A District Court Judge for the United States District Court in Massachusetts has recently held that an employer is liable to pay commissions to a former employee even though the employer’s commission policy provided that commissions were not due to an employee who resigned. The plaintiff in the case sought approximately $32,000 in unpaid wages and commissions that he alleged were unlawfully withheld from him in violation of the Massachusetts Wage Act, Mass. Gen. Laws ch. 149, §148.
The plaintiff was an employee at will, who was paid a fixed salary, plus a variable amount based on sales. The commission payment was due when an investor client of the company permitted the company to make certain investment decisions and was determined according to a written company policy. The employer had come to believe that the employee had not been truthful in his employment application about the reason for leaving his previous employer. The employer informed the employee that it planned to terminate his employment, but offered him the opportunity to resign instead.

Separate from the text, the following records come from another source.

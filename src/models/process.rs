use serde::{Deserialize, Serialize};

/// Where an artifact comes from: shipped by the service, inherited from a
/// system parent, or created by a user.
#[derive(Debug, Clone, Copy, PartialEq, Eq, Serialize, Deserialize, Default)]
#[serde(rename_all = "camelCase")]
pub enum CustomizationType {
    System,
    #[default]
    Inherited,
    Custom,
}

/// A process as listed by the service
#[derive(Debug, Clone, PartialEq, Serialize, Deserialize)]
#[serde(rename_all = "camelCase")]
pub struct ProcessInfo {
    pub name: String,
    #[serde(default, skip_serializing_if = "Option::is_none")]
    pub reference_name: Option<String>,
    /// Identifier on the account the process lives on. Rewritten on import once
    /// the destination process exists.
    #[serde(default, skip_serializing_if = "Option::is_none")]
    pub type_id: Option<String>,
    #[serde(default, skip_serializing_if = "Option::is_none")]
    pub parent_process_type_id: Option<String>,
    #[serde(default)]
    pub description: Option<String>,
    #[serde(default)]
    pub customization_type: CustomizationType,
    #[serde(default)]
    pub is_enabled: bool,
    #[serde(default)]
    pub is_default: bool,
}

impl ProcessInfo {
    /// Only processes derived from a system process can be exported or imported
    pub fn is_derived(&self) -> bool {
        self.customization_type == CustomizationType::Inherited
    }

    pub fn name_matches(&self, other: &str) -> bool {
        self.name.to_lowercase() == other.to_lowercase()
    }
}

/// Body of a create-process call
#[derive(Debug, Clone, PartialEq, Serialize, Deserialize)]
#[serde(rename_all = "camelCase")]
pub struct CreateProcessModel {
    pub name: String,
    pub parent_process_type_id: String,
    pub reference_name: String,
    #[serde(skip_serializing_if = "Option::is_none")]
    pub description: Option<String>,
}
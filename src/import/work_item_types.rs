use log::info;

use super::{ProcessImporter, target_process_id};
use crate::api::ArtifactRepository;
use crate::error::{MigrationError, MigrationResult, StepContext};
use crate::models::ProcessPayload;

impl<R: ArtifactRepository> ProcessImporter<R> {
    /// Creates every type and rewrites the payload to the reference names the
    /// destination assigned, which derive from the destination process.
    pub(super) async fn import_work_item_types(&self, payload: &mut ProcessPayload) -> MigrationResult<()> {
        let process_id = target_process_id(payload)?.to_string();

        // Reject before the first create call so nothing is half imported
        if let Some(wit) = payload.work_item_types.iter().find(|wit| wit.is_system()) {
            return Err(MigrationError::Import(format!(
                "Work item type '{}' is a system work item type with no modifications, cannot import.",
                wit.name
            )));
        }

        let mut renamed = Vec::new();
        for wit in &payload.work_item_types {
            let created = self
                .engine
                .call(&format!("Create work item type '{}'", wit.reference_name), || {
                    self.repo.create_work_item_type(&process_id, wit)
                })
                .await
                .import_context(|| {
                    format!("Failed to create work item type '{}', see logs for details.", wit.reference_name)
                })?;

            if created.reference_name.trim().is_empty() {
                return Err(MigrationError::Import(format!(
                    "Failed to create work item type '{}', server returned no reference name.",
                    wit.reference_name
                )));
            }

            if created.reference_name != wit.reference_name {
                renamed.push((wit.reference_name.clone(), created.reference_name));
            }
        }

        for (source, target) in renamed {
            info!("Work item type '{}' is '{}' on target process", source, target);
            payload.rename_work_item_type(&source, &target);
        }

        Ok(())
    }
}
//! Access to the work item process REST APIs
//!
//! The importer and exporter only see the repository traits. [`DevOpsClient`]
//! implements them over HTTP; tests implement them in memory.

pub mod client;
pub mod constants;
pub mod error;
pub mod repository;
pub mod resilience;

pub use client::DevOpsClient;
pub use error::ApiError;
pub use repository::{
    ApiResult, ArtifactRepository, BehaviorRepository, FieldRepository, LayoutRepository, PicklistRepository,
    ProcessRepository, RuleRepository, StateRepository, WorkItemTypeRepository,
};
pub use resilience::{ApiLogger, ResilienceConfig, RetryClassifier, RetryConfig, RetryPolicy, RetryableError};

The Wage Act provides that commissions that are “definitely determined” and “due and payable” must be paid an employee as wages. The Act also prohibits employers from imposing a “special contract” with an employee to exempt the employee from the protections of the Act. The Court concluded that the variable compensation in dispute constituted commissions that were “definitely determined” and “due and payable” once the employee left his employment, as the parties agreed on the precise amount that would have been paid for the months in question had the employee remained employed. The employee did the work to earn the commissions prior to his resignation, and the Court reasoned that it did not matter that it took some time for the employer to make the final calculation of the exact commission amounts. The Court ruled that the commissions were payable as wages under the Wage Act. The case is Israel v. Voya Institutional Plan Services, LLC, United States District Court, D. Massachusetts, decided March 16, 2017.
Employers need to be informed and deliberate in deciding whether commissions are payable to a terminated employee. An employer who fails to pay commissions earned at the time of termination can be held liable to the employee for the unpaid commissions, plus triple damages and the employee’s legal fees and costs, as provided for by the Wage Act.